Local Network sign in / Security

[csadoian 36]

In line with the security problem reported on this forum, my server was one of those affected by the breach.  I took the steps laid out in the security advisory and since I do allow my server to be accessed outside my LAN I decided to make changes to the Emby user account that I normally log into when I use Emby.

I have been running Emby since first setting up a server in 2017 and my main account always had Admin privileges in Emby.  I suspect many servers were set up this way.  So I made a separate "Emby Admin" account with a different password and downgraded my "normal" account to not have Admin privileges.  I also set my new Admin account to "Require a password on the local network".  If I log into the Admin account from, say, Emby Theater, I must enter the password.  However, if I CLOSE Emby Theater and then reopen it (on the same machine, local network) EMBY puts me back into the Admin account WITHOUT asking for a password.  This seems incorrect to me.  I would think that If I set it to ask me for my password on my local network it should ALWAYS ask me to input my password, no matter what client I use.  I suppose if I logged out instead of just closing Emby Theater it would prompt me for a password, but that's not what I normally do.  In light today's security breach, I think a change should be considered here. 

Also, on a Windows machine, can Emby Server be run under a user account with normal (user) privileges or does it require an account with Admin privileges?  Presently I have my Emby server running on a headless Windows 10 Professional machine, but the user account has Admin privileges.  If the server can be run under an account with only user privileges then I will also change it there, which will provide better security.

 

[pwhodges 2037]

The anility to start a client without having to do a full login each time is fundamental - I guess you're suggesting that admin accounts should not be allowed to be logged in using cached credentials.  That certainly merits serious consideration.  I'm not certain, but I imagine this would require a change in each client rather than just at the server.

Paul

[csadoian 36]

The Roku client has an option to either "Remember me" or not.  If you choose to disable this option you basically have to log on each time.  Don't know if other clients have this option (couldn't find one in Emby Theater).

Since I now have a separate "Admin" user on my system it wouldn't bother me to have all the Emby clients honor the "Require a password on the local network" setting.  If someone doesn't want to be constantly asked for a password for a particular account they could always choose the setting "Don't require a password on the local network" on a per user basis.

[Luke 42256]

I think ultimately the local network password option will go away and we'll just have to improve the login and user switching experience in our apps.

[darkassassin07 674]

@Luke while I can understand disabling the ability to login without a password altogether; why does this effect the ability to use a pin code??

I've never allowed users to have no pass/disable auth entirely, but I use a pin quite regularly especially with the xbone app via a standard universal IR tv remote. I only have numbers accessible on that type of remote and now can't use it to login (unless I bring up the full on-screen keyboard and expose my pass to everyone in the room).

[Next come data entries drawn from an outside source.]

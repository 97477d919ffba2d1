//! The container formats of the individual games.
//!
//! Every game stores its data in one container with a header, a table describing the stored
//! files and a payload region holding their bytes. The layouts differ per game; see the module of
//! each format for details.

use std::fmt;
use std::str::FromStr;

use tracing::instrument;

use crate::error::{Error, Result};
use crate::types::{ArchiveDirectory, Container, FileEntry};

pub mod mhk_2;
pub mod mhk_3;
pub mod mhk_4;
pub mod mhk_extra;
pub(crate) mod table;

pub use mhk_2::Mhk2Codec;
pub use mhk_3::Mhk3Codec;
pub use mhk_4::Mhk4Codec;
pub use mhk_extra::MhkExtraCodec;

/// Converts between a [`Container`] and the bytes of one container format
pub trait ArchiveCodec {
    /// Serialize `container` into this format
    fn encode(&self, container: &Container) -> Result<Vec<u8>>;

    /// Parse `data`, validating every offset and size against its length
    fn decode(&self, data: &[u8]) -> Result<Container>;
}

/// The games whose containers this crate can read and write
#[derive(Debug, Copy, Clone, PartialEq, Eq, Hash)]
pub enum GameVariant {
    /// Moorhuhn Kart: Extra (XXL), the only format with an obfuscated payload
    MhkExtra,
    /// Moorhuhn Kart 2
    Mhk2,
    /// Moorhuhn Kart 3
    Mhk3,
    /// Moorhuhn Kart: Thunder
    Mhk4,
}

impl GameVariant {
    /// Every supported game
    pub const ALL: [GameVariant; 4] = [
        GameVariant::MhkExtra,
        GameVariant::Mhk2,
        GameVariant::Mhk3,
        GameVariant::Mhk4,
    ];

    /// The canonical game id
    pub fn id(self) -> &'static str {
        match self {
            GameVariant::MhkExtra => "mhk_1",
            GameVariant::Mhk2 => "mhk_2",
            GameVariant::Mhk3 => "mhk_3",
            GameVariant::Mhk4 => "mhk_4",
        }
    }

    /// The full name of the game
    pub fn title(self) -> &'static str {
        match self {
            GameVariant::MhkExtra => "Moorhuhn Kart: Extra (XXL)",
            GameVariant::Mhk2 => "Moorhuhn Kart 2",
            GameVariant::Mhk3 => "Moorhuhn Kart 3",
            GameVariant::Mhk4 => "Moorhuhn Kart: Thunder",
        }
    }

    /// The file name the game expects its container under
    pub fn container_name(self) -> &'static str {
        match self {
            GameVariant::MhkExtra => "mhke.dat",
            GameVariant::Mhk2 => "mhk2-00.dat",
            GameVariant::Mhk3 | GameVariant::Mhk4 => "data.sar",
        }
    }

    /// Serialize `container` in the format of this game
    #[instrument(skip(container), fields(entries = container.len()), err)]
    pub fn encode(self, container: &Container) -> Result<Vec<u8>> {
        match self {
            GameVariant::MhkExtra => MhkExtraCodec.encode(container),
            GameVariant::Mhk2 => Mhk2Codec.encode(container),
            GameVariant::Mhk3 => Mhk3Codec.encode(container),
            GameVariant::Mhk4 => Mhk4Codec.encode(container),
        }
    }

    /// Parse a container in the format of this game
    #[instrument(skip(data), fields(size = data.len()), err)]
    pub fn decode(self, data: &[u8]) -> Result<Container> {
        match self {
            GameVariant::MhkExtra => MhkExtraCodec.decode(data),
            GameVariant::Mhk2 => Mhk2Codec.decode(data),
            GameVariant::Mhk3 => Mhk3Codec.decode(data),
            GameVariant::Mhk4 => Mhk4Codec.decode(data),
        }
    }
}

impl FromStr for GameVariant {
    type Err = Error;

    /// Resolve a game id. Regional editions (`mhk_2.en`, `mhk_2.de`) share the container format
    /// of their base game.
    fn from_str(s: &str) -> Result<Self> {
        let base = s.split_once('.').map_or(s, |(base, _)| base);

        match base {
            "mhk_1" | "mhk_extra" => Ok(GameVariant::MhkExtra),
            "mhk_2" => Ok(GameVariant::Mhk2),
            "mhk_3" => Ok(GameVariant::Mhk3),
            "mhk_4" => Ok(GameVariant::Mhk4),
            _ => Err(Error::InvalidGameId(s.to_owned())),
        }
    }
}

impl fmt::Display for GameVariant {
    fn fmt(&self, f: &mut fmt::Formatter<'_>) -> fmt::Result {
        f.write_str(self.id())
    }
}

pub(crate) fn entry_count(directory: &ArchiveDirectory) -> Result<u32> {
    u32::try_from(directory.len()).map_err(|_| Error::TooManyEntries(directory.len()))
}

pub(crate) fn to_u32(entry: &FileEntry, value: u64) -> Result<u32> {
    u32::try_from(value).map_err(|_| Error::EntryTooLarge {
        path: entry.path().to_owned(),
        size: entry.size(),
    })
}

#[cfg(test)]
mod test {
    use pretty_assertions::assert_eq;

    use crate::error::{Error, Result};
    use crate::formats::GameVariant;

    #[test]
    fn resolves_game_ids() -> Result<()> {
        assert_eq!("mhk_1".parse::<GameVariant>()?, GameVariant::MhkExtra);
        assert_eq!("mhk_extra".parse::<GameVariant>()?, GameVariant::MhkExtra);
        assert_eq!("mhk_2".parse::<GameVariant>()?, GameVariant::Mhk2);
        assert_eq!("mhk_2.en".parse::<GameVariant>()?, GameVariant::Mhk2);
        assert_eq!("mhk_2.de".parse::<GameVariant>()?, GameVariant::Mhk2);
        assert_eq!("mhk_3".parse::<GameVariant>()?, GameVariant::Mhk3);
        assert_eq!("mhk_4".parse::<GameVariant>()?, GameVariant::Mhk4);

        Ok(())
    }

    #[test]
    fn rejects_unknown_ids() {
        for id in ["not_a_real_game", "", "MHK_2", "mhk_5", ".mhk_2", "mhk"] {
            assert!(
                matches!(id.parse::<GameVariant>(), Err(Error::InvalidGameId(got)) if got == id),
                "{id:?} was accepted"
            );
        }
    }

    #[test]
    fn ids_round_trip() -> Result<()> {
        for game in GameVariant::ALL {
            assert_eq!(game.to_string().parse::<GameVariant>()?, game);
        }

        Ok(())
    }
}
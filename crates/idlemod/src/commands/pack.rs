use std::path::PathBuf;

use clap::Args;
use idlemod_archive::{transform, Action};
use miette::{Context, Result};
use tracing::info;

#[derive(Args)]
pub struct PackArgs {
    /// The game the container belongs to (mhk_1, mhk_2, mhk_3, mhk_4)
    #[arg(value_name = "GAME")]
    game: String,

    /// The container to create
    #[arg(value_name = "FILE")]
    archive: PathBuf,

    /// The directory to pack
    #[arg(value_name = "DIR")]
    directory: PathBuf,
}

impl PackArgs {
    pub fn handle(&self) -> Result<()> {
        info!("creating {}", self.archive.display());

        transform(Action::Pack, &self.game, &self.archive, &self.directory)
            .context(format!("packing {}", self.directory.display()))?;

        Ok(())
    }
}
//! Bounds-checked helpers for parsing entry tables.

use std::io::{Cursor, Read};
use std::ops::Range;

use byteorder::{LittleEndian, ReadBytesExt};

use crate::error::{CorruptArchiveError, Result};
use crate::path::validate_entry_name;
use crate::types::{ArchiveDirectory, Container, FileEntry};

/// Reads entry table fields, turning a short read into [`CorruptArchiveError::Truncated`]
pub(crate) struct TableReader<'a> {
    cursor: Cursor<&'a [u8]>,
}

impl<'a> TableReader<'a> {
    pub fn new(data: &'a [u8], position: u64) -> Self {
        let mut cursor = Cursor::new(data);
        cursor.set_position(position);
        Self { cursor }
    }

    pub fn cursor(&mut self) -> &mut Cursor<&'a [u8]> {
        &mut self.cursor
    }

    pub fn position(&self) -> u64 {
        self.cursor.position()
    }

    pub fn remaining(&self) -> u64 {
        (self.cursor.get_ref().len() as u64).saturating_sub(self.position())
    }

    /// Reject a count of entries that cannot possibly fit in the remaining bytes
    pub fn ensure_entries(&self, count: u32, min_entry_size: u64) -> Result<()> {
        if count as u64 * min_entry_size > self.remaining() {
            return Err(CorruptArchiveError::Truncated.into());
        }
        Ok(())
    }

    pub fn read_u8(&mut self) -> Result<u8> {
        Ok(self.cursor.read_u8().map_err(CorruptArchiveError::from)?)
    }

    pub fn read_u16(&mut self) -> Result<u16> {
        Ok(self
            .cursor
            .read_u16::<LittleEndian>()
            .map_err(CorruptArchiveError::from)?)
    }

    pub fn read_u32(&mut self) -> Result<u32> {
        Ok(self
            .cursor
            .read_u32::<LittleEndian>()
            .map_err(CorruptArchiveError::from)?)
    }

    pub fn read_u64(&mut self) -> Result<u64> {
        Ok(self
            .cursor
            .read_u64::<LittleEndian>()
            .map_err(CorruptArchiveError::from)?)
    }

    /// Read a name of `len` bytes
    pub fn read_name(&mut self, len: usize) -> Result<String> {
        if len as u64 > self.remaining() {
            return Err(CorruptArchiveError::Truncated.into());
        }

        let mut raw = vec![0u8; len];
        self.cursor
            .read_exact(&mut raw)
            .map_err(CorruptArchiveError::from)?;
        decode_name(raw)
    }

    /// Read a NUL terminated name
    pub fn read_cstr_name(&mut self) -> Result<String> {
        let mut raw = Vec::new();
        loop {
            match self.read_u8()? {
                0 => break,
                byte => raw.push(byte),
            }
        }
        decode_name(raw)
    }
}

/// Decode and validate an entry name
pub(crate) fn decode_name(raw: Vec<u8>) -> Result<String> {
    let name = String::from_utf8(raw).map_err(|_| CorruptArchiveError::InvalidName)?;
    validate_entry_name(&name)?;
    Ok(name)
}

/// Gathers entries stored at explicit offsets into a contiguous [`Container`].
///
/// Entries must follow each other without gaps or overlaps, starting at the beginning of the
/// region, and together fill it exactly. This is the layout every encoder writes.
pub(crate) struct PayloadCollector<'a> {
    data: &'a [u8],
    region: Range<u64>,
    directory: ArchiveDirectory,
    next: u64,
}

impl<'a> PayloadCollector<'a> {
    /// Collect entries that must lie within `region` of `data`
    pub fn new(data: &'a [u8], region: Range<u64>) -> Result<Self> {
        if region.start > region.end || region.end > data.len() as u64 {
            return Err(CorruptArchiveError::Truncated.into());
        }

        Ok(Self {
            data,
            next: region.start,
            region,
            directory: ArchiveDirectory::default(),
        })
    }

    /// Add the entry `name` stored at `offset` and return its bytes
    pub fn push(&mut self, name: String, offset: u64, size: u64) -> Result<&'a [u8]> {
        let end = offset
            .checked_add(size)
            .filter(|end| offset >= self.region.start && *end <= self.region.end)
            .ok_or_else(|| CorruptArchiveError::EntryOutOfRange(name.clone()))?;

        if offset != self.next {
            return Err(CorruptArchiveError::MisplacedEntry {
                name,
                offset,
                expected: self.next,
            }
            .into());
        }

        self.directory.push(FileEntry::new(name, size))?;
        self.next = end;

        Ok(&self.data[offset as usize..end as usize])
    }

    /// Check the entries fill the region and take its bytes as the payload
    pub fn finish(self) -> Result<Container> {
        if self.next != self.region.end {
            return Err(CorruptArchiveError::PayloadSizeMismatch {
                expected: self.next - self.region.start,
                actual: self.region.end - self.region.start,
            }
            .into());
        }

        let payload = self.data[self.region.start as usize..self.region.end as usize].to_vec();
        Container::new(self.directory, payload)
    }
}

Edited May 26, 2023 by darkassassin07

[Luke 42256]

That may not have to change. We're still bouncing around ideas internally.

[crusher11 1151]

3 hours ago, Luke said:

I think ultimately the local network password option will go away and we'll just have to improve the login and user switching experience in our apps.

As an admin, I can currently log in to the account of any user I want to by doing so locally and allowing password bypass. This let's me get into other users' accounts to adjust settings, favourites, etc.

Would this change end my ability to do this? 

[seanbuff 1358]

56 minutes ago, crusher11 said:

This let's me get into other users' accounts to adjust settings, favourites, etc

You can always change user settings "as that user" under their profile using this link:

The above won't allow you to view their favourites, etc though.

But yes, allowing you to login locally without a password may change in light of recent events, and sounds like may prevent you from doing that. We just don't know what it will look like just yet.

[moviefan 187]

5 hours ago, Luke said:

I think ultimately the local network password option will go away and we'll just have to improve the login and user switching experience in our apps.

Do you mean the no password required when on local network option?  As long as this can be implemented at the application level in a secure way I think it should stay.  Makes usability much better.  I get why you have removed it for Admins.  But I am not sure I see the security risk in allowing normal users this level of access.

[ebr 16346]

11 hours ago, seanbuff said:

You can always change user settings "as that user" under their profile using this link

Those are only the server and web app settings.  Some settings are app-specific.

[csadoian 36]

16 hours ago, csadoian said:

Also, on a Windows machine, can Emby Server be run under a user account with normal (user) privileges or does it require an account with Admin privileges?  Presently I have my Emby server running on a headless Windows 10 Professional machine, but the user account has Admin privileges.  If the server can be run under an account with only user privileges then I will also change it there, which will provide better security.

 

@LukeComment on this?  By the way, here I'm talking about the WINDOWS user account, not the Emby user account.

[moviefan 187]

18 minutes ago, csadoian said:

@LukeComment on this?  By the way, here I'm talking about the WINDOWS user account, not the Emby user account.

I run Emby on my Windows system as a user without Admin privileges.  It is definitely supported this way.